È l’ultimo dei grandi intermezzi (ma sarebbe più giusto chiamarlo interludio) della cucina genovese.

La ricetta originale è perduta nel tempo, anche se sappiamo, da un documento casuale, che già nel XVI secolo era diffusa.

La “torta pasqualina”, chiamata così perché faceva parte del menu pasquale (che comprende le lattughe ripiene, la pasqualina e il classico cosciotto d’agnello o di capretto al forno), è una delle tante varianti, forse la più fortunata, del modello quattro- cinquecentesco della “torta mantovana”, cioè d’una sfoglia-conteni-tore all’interno della quale si inserisce un ripieno “soffritto” (ecco un altro elemento costante della gastronomia del Nord Italia) a base di verdure o anche di carni pasticciate.

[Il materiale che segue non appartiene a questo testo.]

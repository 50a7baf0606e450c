//! [`Connection`] over `rusqlite`.
//!
//! `rusqlite` is synchronous, so every call runs on tokio's blocking pool
//! against a connection shared behind `Arc<Mutex<_>>`. An interrupt handle is
//! kept outside the lock so a timed-out statement can be cancelled while it
//! still holds the connection.

use std::path::Path;
use std::sync::{Arc, Mutex};

use async_trait::async_trait;
use rusqlite::types::ValueRef;
use rusqlite::InterruptHandle;

use super::{Connection, DbError, DbResult, Row};

/// Open (or create) a SQLite database file with foreign keys enforced.
pub fn open_database(path: impl AsRef<Path>) -> DbResult<rusqlite::Connection> {
    let path = path.as_ref();

    if let Some(parent) = path.parent() {
        if !parent.as_os_str().is_empty() {
            std::fs::create_dir_all(parent)?;
        }
    }

    let conn = rusqlite::Connection::open(path)?;
    configure(&conn)?;

    tracing::debug!(path = %path.display(), "database opened");
    Ok(conn)
}

fn configure(conn: &rusqlite::Connection) -> rusqlite::Result<()> {
    conn.pragma_update(None, "foreign_keys", "ON")?;
    conn.pragma_update(None, "busy_timeout", 5000)?;
    Ok(())
}

fn value_as_text(value: ValueRef<'_>) -> Option<String> {
    match value {
        ValueRef::Null => None,
        ValueRef::Integer(i) => Some(i.to_string()),
        ValueRef::Real(f) => Some(f.to_string()),
        ValueRef::Text(bytes) | ValueRef::Blob(bytes) => {
            Some(String::from_utf8_lossy(bytes).into_owned())
        }
    }
}

pub struct SqliteConnection {
    conn: Arc<Mutex<rusqlite::Connection>>,
    interrupt: InterruptHandle,
    database_name: Option<String>,
}

impl std::fmt::Debug for SqliteConnection {
    fn fmt(&self, f: &mut std::fmt::Formatter<'_>) -> std::fmt::Result {
        f.debug_struct("SqliteConnection")
            .field("database_name", &self.database_name)
            .finish_non_exhaustive()
    }
}

impl SqliteConnection {
    /// Wrap an already configured connection.
    pub fn new(conn: rusqlite::Connection) -> Self {
        let interrupt = conn.get_interrupt_handle();
        let database_name = conn
            .path()
            .filter(|p| !p.is_empty())
            .and_then(|p| Path::new(p).file_stem())
            .map(|stem| stem.to_string_lossy().into_owned());
        Self {
            conn: Arc::new(Mutex::new(conn)),
            interrupt,
            database_name,
        }
    }

    /// Open a database file. See [`open_database`].
    pub fn open(path: impl AsRef<Path>) -> DbResult<Self> {
        Ok(Self::new(open_database(path)?))
    }

    /// A private in-memory database with foreign keys enforced.
    pub fn open_in_memory() -> DbResult<Self> {
        let conn = rusqlite::Connection::open_in_memory()?;
        configure(&conn)?;
        Ok(Self::new(conn))
    }

    /// Run `f` against the underlying connection on the blocking pool.
    pub async fn call<F, T>(&self, f: F) -> DbResult<T>
    where
        F: FnOnce(&rusqlite::Connection) -> rusqlite::Result<T> + Send + 'static,
        T: Send + 'static,
    {
        let conn = Arc::clone(&self.conn);
        tokio::task::spawn_blocking(move || {
            let guard = conn.lock().map_err(|_| DbError::Poisoned)?;
            f(&guard).map_err(DbError::from)
        })
        .await?
    }
}

#[async_trait]
impl Connection for SqliteConnection {
    fn database_name(&self) -> Option<String> {
        self.database_name.clone()
    }

    fn server_version(&self) -> Option<String> {
        Some(rusqlite::version().to_string())
    }

    async fn query(&mut self, sql: &str) -> DbResult<Vec<Row>> {
        let sql = sql.to_owned();
        self.call(move |conn| {
            let mut stmt = conn.prepare(&sql)?;
            let columns = stmt.column_count();
            let rows = stmt.query_map([], |row| {
                let mut values = Vec::with_capacity(columns);
                for i in 0..columns {
                    values.push(value_as_text(row.get_ref(i)?));
                }
                Ok(Row(values))
            })?;
            rows.collect()
        })
        .await
    }

    async fn execute(&mut self, sql: &str) -> DbResult<()> {
        let sql = sql.to_owned();
        self.call(move |conn| conn.execute_batch(&sql)).await
    }

    async fn begin(&mut self) -> DbResult<()> {
        self.call(|conn| {
            // Left open by a call that was abandoned after a timeout.
            if !conn.is_autocommit() {
                tracing::warn!("discarding a transaction left open by an abandoned call");
                conn.execute_batch("ROLLBACK")?;
            }
            conn.execute_batch("BEGIN")
        })
        .await
    }

    async fn commit(&mut self) -> DbResult<()> {
        self.call(|conn| conn.execute_batch("COMMIT")).await
    }

    async fn rollback(&mut self) -> DbResult<()> {
        // Some errors (interrupts among them) already end the transaction.
        self.call(|conn| {
            if conn.is_autocommit() {
                Ok(())
            } else {
                conn.execute_batch("ROLLBACK")
            }
        })
        .await
    }

    fn cancel(&self) {
        self.interrupt.interrupt();
    }
}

Il Medioevo, come abbiamo potuto constatare, ci ha lasciato, soprattutto a partire dal tardo Trecento, molti esempi di torte “scoperte”, con cipolle, porri oppure pesci. Ci ha lasciato in retaggio la “torta lavagnese” o “torta dei Fieschi”, dove prevale la carne bianca. Ma, si sa, la cucina genovese e del Genovesato inclina irrimediabilmente verso i piatti di magro. Nulla di strano dunque che la torta salata “emblematica” per eccellenza sia confezionata con l’umile bie-tola, cosicché sovente viene definita “torta di giaee” in dialetto. Occorre seguire bene i passaggi: la “pasqualina” è un piatto da principi che non ammette esecuzioni mediocri. Tutti gli ingredienti impiegati debbono essere di primissima qualità. La pasqualina non è cibo da avari.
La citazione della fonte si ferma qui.